*THE TASK*
Return each line of the listing that follows in which the string "repo" can be found.

*INPUT DATA*

· · · · · · ·

#[cfg(test)]
mod tests {
    use super::*;
    use crate::error::Error;
    use crate::prompt::scripted::ScriptedPrompter;
    use crate::test_utils::{sample_profile, setup_test_paths};
    use crate::ui::ColorMode;
    use std::cell::RefCell;
    use std::fs;
    use tempfile::TempDir;

    fn test_ui() -> Ui {
        Ui::new(ColorMode::Never, false)
    }

    fn stored(paths: &Paths, nickname: &str) -> Profile {
        ProfileStore::open(&paths.store_dir)
            .unwrap()
            .get(nickname)
            .unwrap()
    }

    struct CapturingTransport(RefCell<Vec<String>>);

    impl RemoteTransport for CapturingTransport {
        fn deliver(&self, remote: &RemoteHost, payload: &[u8]) -> crate::error::Result<()> {
            self.0.borrow_mut().push(format!(
                "{} {}",
                remote.destination(),
                String::from_utf8_lossy(payload)
            ));
            Ok(())
        }
    }

    #[test]
    fn test_list_empty() {
        let temp = TempDir::new().unwrap();
        let paths = setup_test_paths(&temp);
        assert!(list(&paths, &test_ui()).is_ok());
    }

    #[test]
    fn test_list_fails_on_corrupt_store() {
        let temp = TempDir::new().unwrap();
        let paths = setup_test_paths(&temp);
        fs::create_dir_all(&paths.store_dir).unwrap();
        fs::write(paths.store_dir.join("bad.json"), "{").unwrap();

        let err = list(&paths, &test_ui()).unwrap_err();
        assert!(matches!(
            err.downcast_ref::<Error>(),
            Some(Error::CorruptProfile { .. })
        ));
    }

    #[test]
    fn test_add_interactive() {
        let temp = TempDir::new().unwrap();
        let paths = setup_test_paths(&temp);
        let prompter = ScriptedPrompter::new(&["alice", "work", "T1", "a@x.com", "Alice"]);

        add(&paths, &test_ui(), &prompter, AddOptions::default()).unwrap();

        let profile = stored(&paths, "work");
        assert_eq!(profile.username, "alice");
        assert_eq!(profile.token, "T1");
        assert_eq!(profile.email, "a@x.com");
        assert_eq!(profile.name, "Alice");
    }

    #[test]
    fn test_add_blank_nickname_uses_username() {
        let temp = TempDir::new().unwrap();
        let paths = setup_test_paths(&temp);
        let prompter = ScriptedPrompter::new(&["alice", "", "T1", "a@x.com", "Alice"]);

        add(&paths, &test_ui(), &prompter, AddOptions::default()).unwrap();
        assert_eq!(stored(&paths, "alice").username, "alice");
    }

    #[test]
    fn test_add_decline_overwrite_then_pick_new_name() {
        let temp = TempDir::new().unwrap();
        let paths = setup_test_paths(&temp);
        let store = ProfileStore::open(&paths.store_dir).unwrap();
        store.save(&sample_profile("work", "alice", "T1")).unwrap();

        let prompter =
            ScriptedPrompter::new(&["carol", "work", "n", "work2", "T3", "c@x.com", "Carol"]);
        add(&paths, &test_ui(), &prompter, AddOptions::default()).unwrap();

        assert_eq!(stored(&paths, "work").token, "T1");
        assert_eq!(stored(&paths, "work2").token, "T3");
    }

    #[test]
    fn test_add_confirm_overwrite() {
        let temp = TempDir::new().unwrap();
        let paths = setup_test_paths(&temp);
        let store = ProfileStore::open(&paths.store_dir).unwrap();
        store.save(&sample_profile("work", "alice", "T1")).unwrap();

        let prompter = ScriptedPrompter::new(&["carol", "work", "y", "T3", "c@x.com", "Carol"]);
        add(&paths, &test_ui(), &prompter, AddOptions::default()).unwrap();

        let all = store.load_all().unwrap();
        assert_eq!(all.len(), 1);
        assert_eq!(all[0].username, "carol");
    }

    #[test]
    fn test_add_gives_up_after_repeated_declines() {
        let temp = TempDir::new().unwrap();
        let paths = setup_test_paths(&temp);
        let store = ProfileStore::open(&paths.store_dir).unwrap();
        store.save(&sample_profile("work", "alice", "T1")).unwrap();

        let prompter =
            ScriptedPrompter::new(&["carol", "work", "n", "work", "n", "work", "n", "extra"]);
        let err = add(&paths, &test_ui(), &prompter, AddOptions::default()).unwrap_err();
        assert!(err.to_string().contains("Cancelled"));
        assert_eq!(stored(&paths, "work").token, "T1");
    }

    #[test]
    fn test_add_non_interactive_with_force() {
        let temp = TempDir::new().unwrap();
        let paths = setup_test_paths(&temp);
        let store = ProfileStore::open(&paths.store_dir).unwrap();
        store.save(&sample_profile("work", "alice", "T1")).unwrap();

        let opts = AddOptions {
            nickname: Some("work".into()),
            username: Some("carol".into()),
            token: Some("T3".into()),
            email: Some("c@x.com".into()),
            name: Some("Carol".into()),
            force: true,
        };
        let prompter = ScriptedPrompter::new(&[]);
        add(&paths, &test_ui(), &prompter, opts).unwrap();

        assert!(prompter.asked.borrow().is_empty());
        assert_eq!(stored(&paths, "work").username, "carol");
    }

    #[test]
    fn test_add_given_nickname_declined_cancels() {
        let temp = TempDir::new().unwrap();
        let paths = setup_test_paths(&temp);
        let store = ProfileStore::open(&paths.store_dir).unwrap();
        store.save(&sample_profile("work", "alice", "T1")).unwrap();

        let opts = AddOptions {
            nickname: Some("work".into()),
            username: Some("carol".into()),
            ..Default::default()
        };
        let prompter = ScriptedPrompter::new(&["n"]);
        assert!(add(&paths, &test_ui(), &prompter, opts).is_err());
        assert_eq!(stored(&paths, "work").username, "alice");
    }

    #[test]
    fn test_add_rejects_empty_token() {
        let temp = TempDir::new().unwrap();
        let paths = setup_test_paths(&temp);
        let prompter = ScriptedPrompter::new(&["alice", "work", "  "]);
        assert!(add(&paths, &test_ui(), &prompter, AddOptions::default()).is_err());
        assert!(!ProfileStore::open(&paths.store_dir).unwrap().contains("work").unwrap());
    }

    #[test]
    fn test_switch_writes_target_files() {
        let temp = TempDir::new().unwrap();
        let paths = setup_test_paths(&temp);
        let store = ProfileStore::open(&paths.store_dir).unwrap();
        store.save(&sample_profile("work", "alice", "T1")).unwrap();
        store.save(&sample_profile("personal", "bob", "T2")).unwrap();

        switch(&paths, "work", &test_ui()).unwrap();

        let credentials = fs::read_to_string(paths.target_credentials()).unwrap();
        assert_eq!(credentials.trim_end(), "https://alice:T1@github.com");
        let config = fs::read_to_string(paths.target_config()).unwrap();
        assert!(config.contains("name = Alice"));
        assert!(config.contains("email = a@x.com"));
        assert!(config.contains("helper = store"));
        assert!(current(&paths, &test_ui()).is_ok());
    }

    #[test]
    fn test_switch_unknown_profile_leaves_files() {
        let temp = TempDir::new().unwrap();
        let paths = setup_test_paths(&temp);
        let store = ProfileStore::open(&paths.store_dir).unwrap();
        store.save(&sample_profile("work", "alice", "T1")).unwrap();
        paths.ensure_dirs().unwrap();
        fs::write(paths.target_credentials(), "https://old:X@github.com\n").unwrap();

        let err = switch(&paths, "nobody", &test_ui()).unwrap_err();
        assert!(matches!(
            err.downcast_ref::<Error>(),
            Some(Error::ProfileNotFound(n)) if n == "nobody"
        ));
        assert_eq!(
            fs::read_to_string(paths.target_credentials()).unwrap(),
            "https://old:X@github.com\n"
        );
        assert!(!paths.target_config().exists());
    }

    #[test]
    fn test_switch_remote_ships_payload() {
        let temp = TempDir::new().unwrap();
        let paths = setup_test_paths(&temp);
        let store = ProfileStore::open(&paths.store_dir).unwrap();
        store.save(&sample_profile("work", "alice", "T1")).unwrap();

        let transport = CapturingTransport(RefCell::default());
        let remote = RemoteHost::new("box", "ci", AuthMode::Passwordless).unwrap();
        switch_remote(&paths, "work", &remote, &transport, &test_ui()).unwrap();

        let sent = transport.0.borrow();
        assert_eq!(sent.len(), 1);
        assert!(sent[0].starts_with("ci@box https://alice:T1@github.com\n[user]"));
    }

    #[test]
    fn test_switch_remote_unknown_profile() {
        let temp = TempDir::new().unwrap();
        let paths = setup_test_paths(&temp);
        let transport = CapturingTransport(RefCell::default());
        let remote = RemoteHost::new("box", "ci", AuthMode::Passwordless).unwrap();

        assert!(switch_remote(&paths, "work", &remote, &transport, &test_ui()).is_err());
        assert!(transport.0.borrow().is_empty());
    }

    #[test]
    fn test_remote_host_prompts_for_password() {
        let prompter = ScriptedPrompter::new(&["hunter2"]);
        let remote = remote_host("box", "ci", false, &prompter).unwrap();
        assert_eq!(remote.auth, AuthMode::Password("hunter2".into()));
        assert_eq!(prompter.asked.borrow()[0], "Enter password for ci@box:");

        let prompter = ScriptedPrompter::new(&[]);
        let remote = remote_host("box", "ci", true, &prompter).unwrap();
        assert_eq!(remote.auth, AuthMode::Passwordless);
    }

    #[test]
    fn test_remote_host_rejects_option_like_host_before_prompting() {
        let prompter = ScriptedPrompter::new(&["hunter2"]);
        assert!(remote_host("-oProxyCommand=sh", "ci", false, &prompter).is_err());
        assert!(prompter.asked.borrow().is_empty());
    }

    #[test]
    fn test_show_unknown_profile() {
        let temp = TempDir::new().unwrap();
        let paths = setup_test_paths(&temp);
        assert!(show(&paths, "nobody", &test_ui()).is_err());
    }

    #[test]
    fn test_copy_to_local_unknown_profile() {
        let temp = TempDir::new().unwrap();
        let paths = setup_test_paths(&temp);
        let repo = temp.path().join("repo");
        fs::create_dir_all(&repo).unwrap();

        assert!(copy_to_local(&paths, "nobody", &repo, &test_ui()).is_err());
        assert!(!repo.join(".git-credentials").exists());
    }
}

· · · · · · ·

*ANSWER BOX*
        let repo = temp.path().join("repo");
        fs::create_dir_all(&repo).unwrap();
        assert!(copy_to_local(&paths, "nobody", &repo, &test_ui()).is_err());
        assert!(!repo.join(".git-credentials").exists());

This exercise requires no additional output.